◆ **About this exercise**
Once the line containing "pub fn with_fields(mut" is found in the records below, return it and each following line exactly, up to and including the line containing "if self.rules.is_ignored(&key) ||", and nothing else.

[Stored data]
..........

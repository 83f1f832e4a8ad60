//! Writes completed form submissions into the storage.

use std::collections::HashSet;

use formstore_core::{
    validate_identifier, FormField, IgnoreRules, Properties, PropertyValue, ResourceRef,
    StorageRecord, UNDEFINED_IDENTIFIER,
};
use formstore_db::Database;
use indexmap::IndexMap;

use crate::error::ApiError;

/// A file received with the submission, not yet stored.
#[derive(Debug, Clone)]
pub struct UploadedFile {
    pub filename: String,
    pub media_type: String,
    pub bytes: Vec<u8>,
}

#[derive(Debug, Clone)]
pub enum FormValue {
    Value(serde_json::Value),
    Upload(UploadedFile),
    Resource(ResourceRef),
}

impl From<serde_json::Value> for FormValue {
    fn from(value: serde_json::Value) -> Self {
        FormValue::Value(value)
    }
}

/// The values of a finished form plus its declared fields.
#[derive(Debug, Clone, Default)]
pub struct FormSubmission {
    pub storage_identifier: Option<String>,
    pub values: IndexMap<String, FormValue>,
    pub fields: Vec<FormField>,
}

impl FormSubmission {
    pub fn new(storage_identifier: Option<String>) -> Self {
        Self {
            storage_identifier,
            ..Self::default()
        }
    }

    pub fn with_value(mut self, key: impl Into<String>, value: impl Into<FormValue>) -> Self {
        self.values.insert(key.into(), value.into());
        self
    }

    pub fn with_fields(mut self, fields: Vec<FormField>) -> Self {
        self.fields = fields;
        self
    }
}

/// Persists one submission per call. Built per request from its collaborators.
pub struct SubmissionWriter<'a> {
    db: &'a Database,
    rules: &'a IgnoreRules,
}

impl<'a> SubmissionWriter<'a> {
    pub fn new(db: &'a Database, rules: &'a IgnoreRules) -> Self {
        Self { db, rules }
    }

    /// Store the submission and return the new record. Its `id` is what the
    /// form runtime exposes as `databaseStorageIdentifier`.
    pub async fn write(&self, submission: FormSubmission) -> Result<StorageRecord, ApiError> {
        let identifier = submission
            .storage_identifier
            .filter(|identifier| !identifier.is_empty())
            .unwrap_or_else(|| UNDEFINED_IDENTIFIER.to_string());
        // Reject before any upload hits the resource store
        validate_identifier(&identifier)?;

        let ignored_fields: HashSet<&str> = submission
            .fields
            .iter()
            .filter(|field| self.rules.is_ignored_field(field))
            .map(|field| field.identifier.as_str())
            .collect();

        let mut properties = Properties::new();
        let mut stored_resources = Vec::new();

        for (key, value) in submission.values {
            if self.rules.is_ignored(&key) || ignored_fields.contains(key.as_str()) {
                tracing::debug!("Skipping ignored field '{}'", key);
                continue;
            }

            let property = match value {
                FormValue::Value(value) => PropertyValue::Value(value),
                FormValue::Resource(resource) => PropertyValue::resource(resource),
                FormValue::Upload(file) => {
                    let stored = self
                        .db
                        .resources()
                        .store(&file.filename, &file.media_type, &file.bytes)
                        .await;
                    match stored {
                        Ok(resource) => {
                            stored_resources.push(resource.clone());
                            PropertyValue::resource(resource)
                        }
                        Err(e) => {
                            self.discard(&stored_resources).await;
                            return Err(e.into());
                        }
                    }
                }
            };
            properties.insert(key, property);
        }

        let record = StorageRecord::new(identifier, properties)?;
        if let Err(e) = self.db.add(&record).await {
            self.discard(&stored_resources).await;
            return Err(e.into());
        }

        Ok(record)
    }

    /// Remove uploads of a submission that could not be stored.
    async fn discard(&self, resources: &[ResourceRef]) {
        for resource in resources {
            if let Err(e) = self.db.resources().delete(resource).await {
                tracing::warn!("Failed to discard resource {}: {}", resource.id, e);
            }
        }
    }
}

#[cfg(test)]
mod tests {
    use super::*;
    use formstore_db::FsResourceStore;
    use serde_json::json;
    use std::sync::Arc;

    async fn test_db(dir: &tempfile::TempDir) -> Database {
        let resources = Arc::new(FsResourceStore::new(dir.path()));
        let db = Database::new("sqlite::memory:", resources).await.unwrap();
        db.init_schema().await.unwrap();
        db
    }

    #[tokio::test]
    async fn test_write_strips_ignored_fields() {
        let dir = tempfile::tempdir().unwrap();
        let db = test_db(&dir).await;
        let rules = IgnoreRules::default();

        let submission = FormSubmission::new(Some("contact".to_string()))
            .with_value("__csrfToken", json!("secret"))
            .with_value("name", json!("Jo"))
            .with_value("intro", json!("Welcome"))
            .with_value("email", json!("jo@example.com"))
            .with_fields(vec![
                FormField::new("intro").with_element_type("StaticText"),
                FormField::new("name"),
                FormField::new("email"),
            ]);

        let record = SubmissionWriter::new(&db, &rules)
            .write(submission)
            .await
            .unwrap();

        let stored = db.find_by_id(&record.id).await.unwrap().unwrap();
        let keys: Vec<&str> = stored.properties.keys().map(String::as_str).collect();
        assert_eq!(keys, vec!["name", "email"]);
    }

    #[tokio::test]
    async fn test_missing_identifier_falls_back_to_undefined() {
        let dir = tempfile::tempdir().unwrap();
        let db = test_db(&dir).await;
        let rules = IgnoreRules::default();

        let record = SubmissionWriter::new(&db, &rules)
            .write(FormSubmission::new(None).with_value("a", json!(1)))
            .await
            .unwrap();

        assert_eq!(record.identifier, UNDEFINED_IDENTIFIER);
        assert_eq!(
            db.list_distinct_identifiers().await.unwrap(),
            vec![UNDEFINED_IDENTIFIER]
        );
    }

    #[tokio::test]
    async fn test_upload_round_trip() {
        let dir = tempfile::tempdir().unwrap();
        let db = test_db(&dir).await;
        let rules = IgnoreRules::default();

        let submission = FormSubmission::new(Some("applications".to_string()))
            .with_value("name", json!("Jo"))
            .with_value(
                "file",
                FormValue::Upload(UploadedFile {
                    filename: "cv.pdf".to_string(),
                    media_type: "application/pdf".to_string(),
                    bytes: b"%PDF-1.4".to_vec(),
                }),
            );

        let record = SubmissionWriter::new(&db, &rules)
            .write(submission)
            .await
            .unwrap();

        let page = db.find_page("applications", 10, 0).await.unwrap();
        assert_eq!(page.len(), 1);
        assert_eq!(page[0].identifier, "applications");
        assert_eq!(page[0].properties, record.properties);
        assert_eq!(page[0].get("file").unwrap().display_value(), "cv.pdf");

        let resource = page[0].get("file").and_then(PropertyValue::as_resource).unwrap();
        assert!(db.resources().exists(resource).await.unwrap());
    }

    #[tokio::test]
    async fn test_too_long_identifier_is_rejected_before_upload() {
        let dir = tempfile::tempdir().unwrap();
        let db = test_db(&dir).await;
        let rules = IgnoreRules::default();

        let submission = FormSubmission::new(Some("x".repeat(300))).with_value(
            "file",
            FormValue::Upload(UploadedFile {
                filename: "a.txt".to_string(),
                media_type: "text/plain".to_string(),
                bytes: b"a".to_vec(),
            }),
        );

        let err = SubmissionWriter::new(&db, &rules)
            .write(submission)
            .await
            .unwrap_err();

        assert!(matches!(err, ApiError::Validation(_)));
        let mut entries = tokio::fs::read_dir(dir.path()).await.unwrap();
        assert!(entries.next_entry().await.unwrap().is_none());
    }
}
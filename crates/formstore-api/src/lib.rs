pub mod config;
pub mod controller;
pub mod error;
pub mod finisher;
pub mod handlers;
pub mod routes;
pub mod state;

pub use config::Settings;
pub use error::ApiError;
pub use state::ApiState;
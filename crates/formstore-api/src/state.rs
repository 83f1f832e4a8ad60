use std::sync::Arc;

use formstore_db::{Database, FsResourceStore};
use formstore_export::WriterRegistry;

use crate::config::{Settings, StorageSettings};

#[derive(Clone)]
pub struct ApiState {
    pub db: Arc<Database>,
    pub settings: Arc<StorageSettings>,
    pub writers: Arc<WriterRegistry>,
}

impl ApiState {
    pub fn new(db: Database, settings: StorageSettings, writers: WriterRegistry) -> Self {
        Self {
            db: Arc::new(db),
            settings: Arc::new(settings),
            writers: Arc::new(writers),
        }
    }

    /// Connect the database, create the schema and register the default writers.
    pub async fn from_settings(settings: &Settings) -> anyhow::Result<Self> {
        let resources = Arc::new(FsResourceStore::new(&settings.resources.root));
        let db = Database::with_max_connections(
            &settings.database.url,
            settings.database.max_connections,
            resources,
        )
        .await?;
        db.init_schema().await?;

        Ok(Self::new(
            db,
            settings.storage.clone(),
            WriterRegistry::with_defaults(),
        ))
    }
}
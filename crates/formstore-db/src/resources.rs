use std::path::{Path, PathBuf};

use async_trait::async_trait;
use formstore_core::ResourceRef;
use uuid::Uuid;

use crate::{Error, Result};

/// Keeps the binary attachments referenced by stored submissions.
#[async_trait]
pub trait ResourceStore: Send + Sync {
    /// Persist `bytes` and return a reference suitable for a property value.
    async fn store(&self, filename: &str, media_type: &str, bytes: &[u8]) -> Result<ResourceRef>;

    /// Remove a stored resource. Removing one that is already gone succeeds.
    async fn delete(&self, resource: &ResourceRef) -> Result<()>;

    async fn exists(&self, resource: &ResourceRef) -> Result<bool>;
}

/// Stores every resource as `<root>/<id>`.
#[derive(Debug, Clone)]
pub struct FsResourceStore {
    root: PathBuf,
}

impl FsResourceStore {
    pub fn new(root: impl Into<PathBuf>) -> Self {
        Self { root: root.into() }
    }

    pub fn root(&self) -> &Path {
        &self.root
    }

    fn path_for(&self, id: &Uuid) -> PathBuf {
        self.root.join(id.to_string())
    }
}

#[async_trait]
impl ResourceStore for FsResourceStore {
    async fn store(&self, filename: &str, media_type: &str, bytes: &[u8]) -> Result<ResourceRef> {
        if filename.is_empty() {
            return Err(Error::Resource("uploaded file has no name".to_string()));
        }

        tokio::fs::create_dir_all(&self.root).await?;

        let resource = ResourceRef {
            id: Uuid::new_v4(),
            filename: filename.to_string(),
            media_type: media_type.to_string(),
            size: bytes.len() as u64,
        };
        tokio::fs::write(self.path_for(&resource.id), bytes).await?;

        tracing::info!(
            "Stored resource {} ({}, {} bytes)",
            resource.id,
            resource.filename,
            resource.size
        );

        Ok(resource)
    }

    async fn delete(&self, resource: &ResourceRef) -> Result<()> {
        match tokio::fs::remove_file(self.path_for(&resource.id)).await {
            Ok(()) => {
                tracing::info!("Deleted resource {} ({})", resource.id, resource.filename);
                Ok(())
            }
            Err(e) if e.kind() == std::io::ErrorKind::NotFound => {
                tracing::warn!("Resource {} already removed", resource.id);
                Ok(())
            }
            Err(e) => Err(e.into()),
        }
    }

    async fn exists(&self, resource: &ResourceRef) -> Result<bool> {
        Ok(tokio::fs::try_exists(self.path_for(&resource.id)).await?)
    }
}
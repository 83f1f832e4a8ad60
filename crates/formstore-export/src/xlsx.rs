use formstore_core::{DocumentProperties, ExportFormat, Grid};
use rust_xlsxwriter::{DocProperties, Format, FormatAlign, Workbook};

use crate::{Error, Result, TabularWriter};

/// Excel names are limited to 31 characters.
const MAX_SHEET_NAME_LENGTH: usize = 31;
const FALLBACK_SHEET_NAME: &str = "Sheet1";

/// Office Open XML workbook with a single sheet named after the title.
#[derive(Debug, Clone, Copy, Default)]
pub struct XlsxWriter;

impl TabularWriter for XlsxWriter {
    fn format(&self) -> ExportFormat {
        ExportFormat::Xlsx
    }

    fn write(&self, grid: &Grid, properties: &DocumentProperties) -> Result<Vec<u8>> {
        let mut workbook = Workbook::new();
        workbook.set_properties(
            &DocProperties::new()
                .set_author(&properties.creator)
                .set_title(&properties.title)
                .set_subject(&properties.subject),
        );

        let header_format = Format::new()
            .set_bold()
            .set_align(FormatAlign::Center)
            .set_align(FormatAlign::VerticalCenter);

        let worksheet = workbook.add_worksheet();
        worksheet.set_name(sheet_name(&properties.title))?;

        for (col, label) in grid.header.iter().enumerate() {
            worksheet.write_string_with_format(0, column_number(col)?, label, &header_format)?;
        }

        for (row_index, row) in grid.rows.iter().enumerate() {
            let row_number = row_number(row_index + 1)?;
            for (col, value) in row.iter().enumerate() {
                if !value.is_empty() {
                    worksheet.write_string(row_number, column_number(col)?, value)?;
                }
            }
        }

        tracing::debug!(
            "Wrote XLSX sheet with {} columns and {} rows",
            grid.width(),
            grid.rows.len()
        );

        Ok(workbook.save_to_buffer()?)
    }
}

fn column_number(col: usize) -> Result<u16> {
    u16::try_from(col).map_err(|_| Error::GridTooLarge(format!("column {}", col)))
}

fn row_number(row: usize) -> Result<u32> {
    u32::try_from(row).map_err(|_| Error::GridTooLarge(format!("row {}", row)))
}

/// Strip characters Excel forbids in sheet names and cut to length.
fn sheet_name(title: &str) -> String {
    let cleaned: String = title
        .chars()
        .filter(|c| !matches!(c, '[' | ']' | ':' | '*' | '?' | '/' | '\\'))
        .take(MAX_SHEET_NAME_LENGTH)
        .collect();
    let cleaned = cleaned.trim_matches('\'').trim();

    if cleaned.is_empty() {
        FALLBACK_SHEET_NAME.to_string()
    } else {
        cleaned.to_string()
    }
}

..........

◆ **Written reply**
    pub fn with_fields(mut self, fields: Vec<FormField>) -> Self {
        self.fields = fields;
        self
    }
}

/// Persists one submission per call. Built per request from its collaborators.
pub struct SubmissionWriter<'a> {
    db: &'a Database,
    rules: &'a IgnoreRules,
}

impl<'a> SubmissionWriter<'a> {
    pub fn new(db: &'a Database, rules: &'a IgnoreRules) -> Self {
        Self { db, rules }
    }

    /// Store the submission and return the new record. Its `id` is what the
    /// form runtime exposes as `databaseStorageIdentifier`.
    pub async fn write(&self, submission: FormSubmission) -> Result<StorageRecord, ApiError> {
        let identifier = submission
            .storage_identifier
            .filter(|identifier| !identifier.is_empty())
            .unwrap_or_else(|| UNDEFINED_IDENTIFIER.to_string());
        // Reject before any upload hits the resource store
        validate_identifier(&identifier)?;

        let ignored_fields: HashSet<&str> = submission
            .fields
            .iter()
            .filter(|field| self.rules.is_ignored_field(field))
            .map(|field| field.identifier.as_str())
            .collect();

        let mut properties = Properties::new();
        let mut stored_resources = Vec::new();

        for (key, value) in submission.values {
            if self.rules.is_ignored(&key) || ignored_fields.contains(key.as_str()) {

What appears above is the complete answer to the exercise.